Court of Appeals of Wisconsin
Jun 20, 2007
736 N.W.2d 542 (Wis. Ct. App. 2007)

Opinion

No. 2006AP000539 CR.

June 20, 2007.

APPEAL from a judgment and an order of the circuit court for Racine County: GERALD P. PTACEK, Judge. Affirmed.

Before Snyder, P.J., Brown and Nettesheim, JJ.



¶ 1 William Edward Wells has appealed from a judgment convicting him after a jury trial of one count of repeated sexual assault of a child in violation of WIS. STAT. § 948.025(1)(b) (2003-04), and one count of incest with a child in violation of WIS. STAT. § 948.06(1). He has also appealed from an order denying his motion for postconviction relief. We affirm the judgment and order.

All references to the Wisconsin Statutes under which Wells was convicted are to the 2003-04 version. All other references to the Wisconsin Statutes are to the 2005-06 version.

¶ 2 Wells raises two issues on appeal. His first argument is that he is entitled to dismissal of count two (the incest charge) because the evidence and jury instructions improperly allowed the jury to convict him of both count one (the repeated sexual assault of a child charge) and count two based on incidents that were not from separate and distinct time frames. Specifically, he contends that the time frames for the two counts presented to the jury were sufficiently confused as to permit the jury to convict him of the charge of repeated sexual assault of a child based on the same conduct that formed the basis for the incest charge. We disagree.

¶ 3 Wells was charged in count one with the repeated sexual assault of his daughter in violation of WIS. STAT. § 948.025(1)(b). WISCONSIN STAT. § 948.025(1)(b) provides that a defendant is guilty of a Class C felony if he or she commits three or more violations of WIS. STAT. § 948.02(1) or (2) within a specified period of time involving the same child, but fewer than three of the violations were violations of § 948.02(1).

¶ 4 WISCONSIN STAT. § 948.025(2)(b) provides that, to find a defendant guilty when an action under (1)(b) is tried to a jury, the members of the jury must unanimously agree that at least three violations of WIS. STAT. § 948.02(1) or (2) occurred within the specified period of time, but need not agree on which acts constitute the requisite number and need not agree on whether a particular violation was a violation of WIS. STAT. § 948.02(1) or (2). However, § 948.025(3) further provides that "[t]he state may not charge in the same action a defendant with a violation of this section and with . . . a violation involving the same child under s. . . . 948.06 . . . unless the other violation occurred outside of the time period applicable under sub. (1)."

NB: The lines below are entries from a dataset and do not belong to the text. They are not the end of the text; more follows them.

//! Audited CRUD over one resource type.

use std::sync::Arc;

use chrono::{DateTime, Utc};
use serde::Serialize;
use serde_json::Value as JsonValue;
use tracing::instrument;

use jarvis_activity::{Action, Audited, Auditor, NewActivity, RequestMeta};
use jarvis_core::{DomainError, EntityId, TenantContext, UserId};
use jarvis_followups::{Followup, FollowupPatch, agenda};
use jarvis_query::{ListOptions, ListQuery, Page, Pagination, Resource};

use super::{References, ServiceError};
use crate::ResourceStore;

/// One rejected item of a bulk import.
#[derive(Debug, Clone, PartialEq, Serialize)]
pub struct BulkImportError {
    /// Position in the submitted batch, zero-based.
    pub index: usize,
    pub data: JsonValue,
    pub error: String,
}

#[derive(Debug, Clone, PartialEq, Serialize)]
pub struct BulkImportReport<R> {
    pub success: u64,
    pub failed: u64,
    pub results: Vec<R>,
    pub errors: Vec<BulkImportError>,
}

/// Create/read/update/delete for one resource, scoped by the caller's
/// [`TenantContext`].
///
/// Every successful mutation records an activity afterwards; a failed
/// activity write comes back in [`Audited::audit`] and never undoes the
/// mutation.
pub struct ResourceService<R: Resource> {
    store: Arc<dyn ResourceStore<R>>,
    auditor: Auditor,
    references: References,
}

impl<R: Resource> Clone for ResourceService<R> {
    fn clone(&self) -> Self {
        Self {
            store: self.store.clone(),
            auditor: self.auditor.clone(),
            references: self.references.clone(),
        }
    }
}

impl<R: Resource> ResourceService<R> {
    pub fn new(store: Arc<dyn ResourceStore<R>>, auditor: Auditor, references: References) -> Self {
        Self {
            store,
            auditor,
            references,
        }
    }

    async fn insert_new(
        &self,
        ctx: &TenantContext,
        actor: UserId,
        new: R::New,
        now: DateTime<Utc>,
    ) -> Result<R, ServiceError> {
        R::validate_new(&new)?;
        self.references.check(ctx, &R::references_of_new(&new)).await?;
        let row = R::create(EntityId::new(), ctx, actor, now, new);
        Ok(self.store.insert(ctx, row).await?)
    }

    #[instrument(skip_all, fields(tenant_id = %ctx.tenant_id(), entity = %R::ENTITY), err)]
    pub async fn create(
        &self,
        ctx: &TenantContext,
        actor: UserId,
        meta: RequestMeta,
        new: R::New,
    ) -> Result<Audited<R>, ServiceError> {
        let row = self.insert_new(ctx, actor, new, Utc::now()).await?;
        Ok(self.auditor.created(ctx, actor, meta, row).await)
    }

    pub async fn find(&self, ctx: &TenantContext, id: EntityId) -> Result<R, ServiceError> {
        self.store
            .find_by_id(ctx, id)
            .await?
            .ok_or_else(ServiceError::not_found)
    }

    pub async fn list(&self, ctx: &TenantContext, filter: &R::Filter) -> Result<Page<R>, ServiceError> {
        self.run(ctx, &filter.to_query(ctx)).await
    }

    /// Runs a prebuilt query; it must have been built under `ctx`.
    pub async fn run(&self, ctx: &TenantContext, query: &ListQuery) -> Result<Page<R>, ServiceError> {
        Ok(self.store.list(ctx, query).await?)
    }

    #[instrument(skip_all, fields(tenant_id = %ctx.tenant_id(), entity = %R::ENTITY, id = %id), err)]
    pub async fn update(
        &self,
        ctx: &TenantContext,
        actor: UserId,
        meta: RequestMeta,
        id: EntityId,
        patch: R::Patch,
    ) -> Result<Audited<R>, ServiceError> {
        let now = Utc::now();
        R::validate_patch(&patch)?;
        let updated_fields: Vec<String> = R::changes(&patch, now)
            .into_iter()
            .map(|(column, _)| column.to_string())
            .collect();
        if updated_fields.is_empty() {
            return Err(DomainError::validation("no updatable fields supplied").into());
        }
        self.references.check(ctx, &R::references_of_patch(&patch)).await?;

        let row = self
            .store
            .update(ctx, id, &patch, now)
            .await?
            .ok_or_else(ServiceError::not_found)?;
        Ok(self.auditor.updated(ctx, actor, meta, row, updated_fields).await)
    }

    #[instrument(skip_all, fields(tenant_id = %ctx.tenant_id(), entity = %R::ENTITY, id = %id), err)]
    pub async fn delete(
        &self,
        ctx: &TenantContext,
        actor: UserId,
        meta: RequestMeta,
        id: EntityId,
    ) -> Result<Audited<R::Summary>, ServiceError> {
        let row = self
            .store
            .soft_delete(ctx, id, Utc::now())
            .await?
            .ok_or_else(ServiceError::not_found)?;
        Ok(self.auditor.deleted(ctx, actor, meta, &row).await)
    }

    /// Creates each record independently; one bad record never fails the
    /// others. Records a single `bulk_import` activity for the batch.
    #[instrument(skip_all, fields(tenant_id = %ctx.tenant_id(), entity = %R::ENTITY, total = records.len()))]
    pub async fn bulk_import(
        &self,
        ctx: &TenantContext,
        actor: UserId,
        meta: RequestMeta,
        records: Vec<JsonValue>,
    ) -> Audited<BulkImportReport<R>> {
        let total = records.len() as u64;
        let mut results = Vec::new();
        let mut errors = Vec::new();

        for (index, data) in records.into_iter().enumerate() {
            let outcome = match serde_json::from_value::<R::New>(data.clone()) {
                Ok(new) => self.insert_new(ctx, actor, new, Utc::now()).await,
                Err(e) => Err(DomainError::validation(e.to_string()).into()),
            };
            match outcome {
                Ok(row) => results.push(row),
                Err(err) => {
                    tracing::debug!(index, error = %err, "bulk import record rejected");
                    errors.push(BulkImportError {
                        index,
                        data,
                        error: err.public_message(),
                    })
                }
            }
        }

        let report = BulkImportReport {
            success: results.len() as u64,
            failed: errors.len() as u64,
            results,
            errors,
        };
        tracing::info!(success = report.success, failed = report.failed, "bulk import finished");

        let activity = NewActivity::new(
            R::ENTITY,
            Action::BulkImport {
                total,
                success: report.success,
                failed: report.failed,
            },
        )
        .by(actor)
        .with_meta(meta);
        self.auditor.attach(ctx, report, activity).await
    }
}

impl ResourceService<Followup> {
    /// Marks the follow-up completed and stamps `completed_at`.
    #[instrument(skip_all, fields(tenant_id = %ctx.tenant_id(), id = %id), err)]
    pub async fn complete(
        &self,
        ctx: &TenantContext,
        actor: UserId,
        meta: RequestMeta,
        id: EntityId,
        result: Option<String>,
    ) -> Result<Audited<Followup>, ServiceError> {
        let patch = FollowupPatch::completion(result.clone());
        let row = self
            .store
            .update(ctx, id, &patch, Utc::now())
            .await?
            .ok_or_else(ServiceError::not_found)?;

        let activity = NewActivity::new(Followup::ENTITY, Action::Completed { result })
            .by(actor)
            .on(row.id)
            .with_meta(meta);
        Ok(self.auditor.attach(ctx, row, activity).await)
    }

    pub async fn today(
        &self,
        ctx: &TenantContext,
        assigned_to: Option<UserId>,
        page: Pagination,
    ) -> Result<Page<Followup>, ServiceError> {
        self.run(ctx, &agenda::today(ctx, assigned_to, page, Utc::now())).await
    }

    pub async fn overdue(
        &self,
        ctx: &TenantContext,
        assigned_to: Option<UserId>,
        page: Pagination,
    ) -> Result<Page<Followup>, ServiceError> {
        self.run(ctx, &agenda::overdue(ctx, assigned_to, page, Utc::now())).await
    }
}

¶ 5 In count two, Wells was charged with incest under WIS. STAT. § 948.06(1) with the same victim as in count one. Wells contends that, as presented to the jury, the act which formed the basis for the incest charge fell within the time frame for the repeated sexual assault charge, and permitted the jury to convict him of the repeated sexual assault charge by considering the same conduct that formed the basis for the incest charge. He contends that the conviction for count two must therefore be vacated under State v. Cooper , 2003 WI App 227, 267 Wis. 2d 886, 672 N.W.2d 118.

¶ 6 Prior to voir dire, the prosecutor read the charges to the prospective jurors as follows:

I . . . do hereby inform the Court that the defendant did commit . . . the following crimes. Count 1, repeated sexual assault of the same child. That on or about February of 2002 to October 2nd of 2003, . . ., unlawfully and feloniously commit three or more violations of sexual assault of a child. Count 2 reads as follows. Incest with a child. That on or about October 2, 2003, . . ., unlawfully and feloniously have sexual contact with a child that he knew was related, either by blood or adoption. . . .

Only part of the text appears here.